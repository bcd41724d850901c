use std::ops::Range;
use std::sync::Arc;

use bp_error::{BpResult, bp_err};
use bp_io::{BpReadAt, TransportMan, merge_ranges};
use bytes::{Bytes, BytesMut};
use itertools::Itertools;
use rayon::prelude::*;
use witchcraft_metrics::{Counter, MetricRegistry};

use crate::dtype::swap_elements;
use crate::operator::OperatorRegistry;
use crate::plan::{ReadRequest, SubFileInfoMap};

/// Counters of the selective read path.
#[derive(Clone)]
pub struct ReaderMetrics {
    requests: Arc<Counter>,
    reads: Arc<Counter>,
    bytes: Arc<Counter>,
    coalesced: Arc<Counter>,
}

impl ReaderMetrics {
    pub fn new(registry: &MetricRegistry) -> Self {
        Self {
            requests: registry.counter("bp.reader.requests"),
            reads: registry.counter("bp.reader.reads"),
            bytes: registry.counter("bp.reader.bytes"),
            coalesced: registry.counter("bp.reader.coalesced"),
        }
    }

    /// Read requests planned, one per intersecting block.
    pub fn requests(&self) -> i64 {
        self.requests.count()
    }

    /// Physical reads issued after coalescing.
    pub fn reads(&self) -> i64 {
        self.reads.count()
    }

    pub fn bytes(&self) -> i64 {
        self.bytes.count()
    }

    /// Extents folded into a neighbouring read.
    pub fn coalesced(&self) -> i64 {
        self.coalesced.count()
    }
}

/// Fetches the requests of a [`SubFileInfoMap`] and scatters them into destination buffers.
pub struct ReadExecutor<'a, T> {
    transports: &'a TransportMan<T>,
    operators: &'a OperatorRegistry,
    metrics: &'a ReaderMetrics,
    coalescing_window: u64,
}

impl<'a, T: BpReadAt> ReadExecutor<'a, T> {
    pub fn new(
        transports: &'a TransportMan<T>,
        operators: &'a OperatorRegistry,
        metrics: &'a ReaderMetrics,
        coalescing_window: u64,
    ) -> Self {
        Self {
            transports,
            operators,
            metrics,
            coalescing_window,
        }
    }

    /// Execute every request, writing get `i` into `dests[i]`.
    ///
    /// Subfiles are read in parallel; within one subfile, extents closer than the coalescing
    /// window share a physical read.
    pub fn execute(&self, map: &SubFileInfoMap, dests: &mut [Vec<u8>]) -> BpResult<()> {
        let by_subfile = map
            .values()
            .flat_map(|subfiles| subfiles.iter())
            .flat_map(|(subfile, steps)| steps.values().flatten().map(move |r| (*subfile, r)))
            .into_group_map();

        let fetched = by_subfile
            .into_par_iter()
            .map(|(subfile, requests)| self.fetch_subfile(subfile, requests))
            .collect::<BpResult<Vec<_>>>()?;

        for (request, bytes) in fetched.into_iter().flatten() {
            self.scatter(request, bytes, dests)?;
        }
        Ok(())
    }

    fn fetch_subfile<'r>(
        &self,
        subfile: usize,
        requests: Vec<&'r ReadRequest>,
    ) -> BpResult<Vec<(&'r ReadRequest, Bytes)>> {
        let ranges: Vec<Range<u64>> = requests
            .iter()
            .flat_map(|r| r.extents.iter().cloned())
            .collect();
        let physical = merge_ranges(ranges.clone(), self.coalescing_window).len();
        self.metrics.requests.add(requests.len() as i64);
        self.metrics.reads.add(physical as i64);
        self.metrics
            .coalesced
            .add(ranges.len().saturating_sub(physical) as i64);
        self.metrics
            .bytes
            .add(ranges.iter().map(|r| r.end - r.start).sum::<u64>() as i64);

        let mut pieces = self
            .transports
            .read_ranges(subfile, &ranges, self.coalescing_window)?
            .into_iter();

        let mut fetched = Vec::with_capacity(requests.len());
        for request in requests {
            let bytes = match request.extents.len() {
                1 => pieces.next(),
                n => {
                    let mut joined = BytesMut::with_capacity(request.len() as usize);
                    for piece in pieces.by_ref().take(n) {
                        joined.extend_from_slice(&piece);
                    }
                    Some(joined.freeze())
                }
            }
            .ok_or_else(|| bp_err!("subfile {subfile} returned fewer ranges than requested"))?;
            fetched.push((request, bytes));
        }
        Ok(fetched)
    }

    fn scatter(&self, request: &ReadRequest, bytes: Bytes, dests: &mut [Vec<u8>]) -> BpResult<()> {
        let raw = match &request.operation {
            Some(info) => Bytes::from(self.operators.get(&info.operator)?.get_data(&bytes, info)?),
            None => bytes,
        };
        let dest_len = dests.len();
        let dest = dests
            .get_mut(request.get)
            .ok_or_else(|| bp_err!(OutOfBounds: request.get, 0, dest_len))?;

        for copy in &request.copies {
            let (src, dst, len) = (copy.src as usize, copy.dst as usize, copy.len as usize);
            if src + len > raw.len() {
                return Err(bp_err!(OutOfBounds: src + len, 0, raw.len()));
            }
            if dst + len > dest.len() {
                return Err(bp_err!(OutOfBounds: dst + len, 0, dest.len()));
            }
            let target = &mut dest[dst..dst + len];
            target.copy_from_slice(&raw[src..src + len]);
            swap_elements(target, request.swap_width);
        }
        Ok(())
    }
}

▶ WHAT YOU ARE ASKED TO DO
Once you have read the listing, copy it out exactly.

▶ RESULT
repository bcd41724d850901c
use std::ops::Range;
use std::sync::Arc;

use bp_error::{BpResult, bp_err};
use bp_io::{BpReadAt, TransportMan, merge_ranges};
use bytes::{Bytes, BytesMut};
use itertools::Itertools;
use rayon::prelude::*;
use witchcraft_metrics::{Counter, MetricRegistry};

use crate::dtype::swap_elements;
use crate::operator::OperatorRegistry;
use crate::plan::{ReadRequest, SubFileInfoMap};

/// Counters of the selective read path.
#[derive(Clone)]
pub struct ReaderMetrics {
    requests: Arc<Counter>,
    reads: Arc<Counter>,
    bytes: Arc<Counter>,
    coalesced: Arc<Counter>,
}

impl ReaderMetrics {
    pub fn new(registry: &MetricRegistry) -> Self {
        Self {
            requests: registry.counter("bp.reader.requests"),
            reads: registry.counter("bp.reader.reads"),
            bytes: registry.counter("bp.reader.bytes"),
            coalesced: registry.counter("bp.reader.coalesced"),
        }
    }

    /// Read requests planned, one per intersecting block.
    pub fn requests(&self) -> i64 {
        self.requests.count()
    }

    /// Physical reads issued after coalescing.
    pub fn reads(&self) -> i64 {
        self.reads.count()
    }

    pub fn bytes(&self) -> i64 {
        self.bytes.count()
    }

    /// Extents folded into a neighbouring read.
    pub fn coalesced(&self) -> i64 {
        self.coalesced.count()
    }
}

/// Fetches the requests of a [`SubFileInfoMap`] and scatters them into destination buffers.
pub struct ReadExecutor<'a, T> {
    transports: &'a TransportMan<T>,
    operators: &'a OperatorRegistry,
    metrics: &'a ReaderMetrics,
    coalescing_window: u64,
}

impl<'a, T: BpReadAt> ReadExecutor<'a, T> {
    pub fn new(
        transports: &'a TransportMan<T>,
        operators: &'a OperatorRegistry,
        metrics: &'a ReaderMetrics,
        coalescing_window: u64,
    ) -> Self {
        Self {
            transports,
            operators,
            metrics,
            coalescing_window,
        }
    }

    /// Execute every request, writing get `i` into `dests[i]`.
    ///
    /// Subfiles are read in parallel; within one subfile, extents closer than the coalescing
    /// window share a physical read.
    pub fn execute(&self, map: &SubFileInfoMap, dests: &mut [Vec<u8>]) -> BpResult<()> {
        let by_subfile = map
            .values()
            .flat_map(|subfiles| subfiles.iter())
            .flat_map(|(subfile, steps)| steps.values().flatten().map(move |r| (*subfile, r)))
            .into_group_map();

        let fetched = by_subfile
            .into_par_iter()
            .map(|(subfile, requests)| self.fetch_subfile(subfile, requests))
            .collect::<BpResult<Vec<_>>>()?;

        for (request, bytes) in fetched.into_iter().flatten() {
            self.scatter(request, bytes, dests)?;
        }
        Ok(())
    }

    fn fetch_subfile<'r>(
        &self,
        subfile: usize,
        requests: Vec<&'r ReadRequest>,
    ) -> BpResult<Vec<(&'r ReadRequest, Bytes)>> {
        let ranges: Vec<Range<u64>> = requests
            .iter()
            .flat_map(|r| r.extents.iter().cloned())
            .collect();
        let physical = merge_ranges(ranges.clone(), self.coalescing_window).len();
        self.metrics.requests.add(requests.len() as i64);
        self.metrics.reads.add(physical as i64);
        self.metrics
            .coalesced
            .add(ranges.len().saturating_sub(physical) as i64);
        self.metrics
            .bytes
            .add(ranges.iter().map(|r| r.end - r.start).sum::<u64>() as i64);

        let mut pieces = self
            .transports
            .read_ranges(subfile, &ranges, self.coalescing_window)?
            .into_iter();

        let mut fetched = Vec::with_capacity(requests.len());
        for request in requests {
            let bytes = match request.extents.len() {
                1 => pieces.next(),
                n => {
                    let mut joined = BytesMut::with_capacity(request.len() as usize);
                    for piece in pieces.by_ref().take(n) {
                        joined.extend_from_slice(&piece);
                    }
                    Some(joined.freeze())
                }
            }
            .ok_or_else(|| bp_err!("subfile {subfile} returned fewer ranges than requested"))?;
            fetched.push((request, bytes));
        }
        Ok(fetched)
    }

    fn scatter(&self, request: &ReadRequest, bytes: Bytes, dests: &mut [Vec<u8>]) -> BpResult<()> {
        let raw = match &request.operation {
            Some(info) => Bytes::from(self.operators.get(&info.operator)?.get_data(&bytes, info)?),
            None => bytes,
        };
        let dest_len = dests.len();
        let dest = dests
            .get_mut(request.get)
            .ok_or_else(|| bp_err!(OutOfBounds: request.get, 0, dest_len))?;

        for copy in &request.copies {
            let (src, dst, len) = (copy.src as usize, copy.dst as usize, copy.len as usize);
            if src + len > raw.len() {
                return Err(bp_err!(OutOfBounds: src + len, 0, raw.len()));
            }
            if dst + len > dest.len() {
                return Err(bp_err!(OutOfBounds: dst + len, 0, dest.len()));
            }
            let target = &mut dest[dst..dst + len];
            target.copy_from_slice(&raw[src..src + len]);
            swap_elements(target, request.swap_width);
        }
        Ok(())
    }
}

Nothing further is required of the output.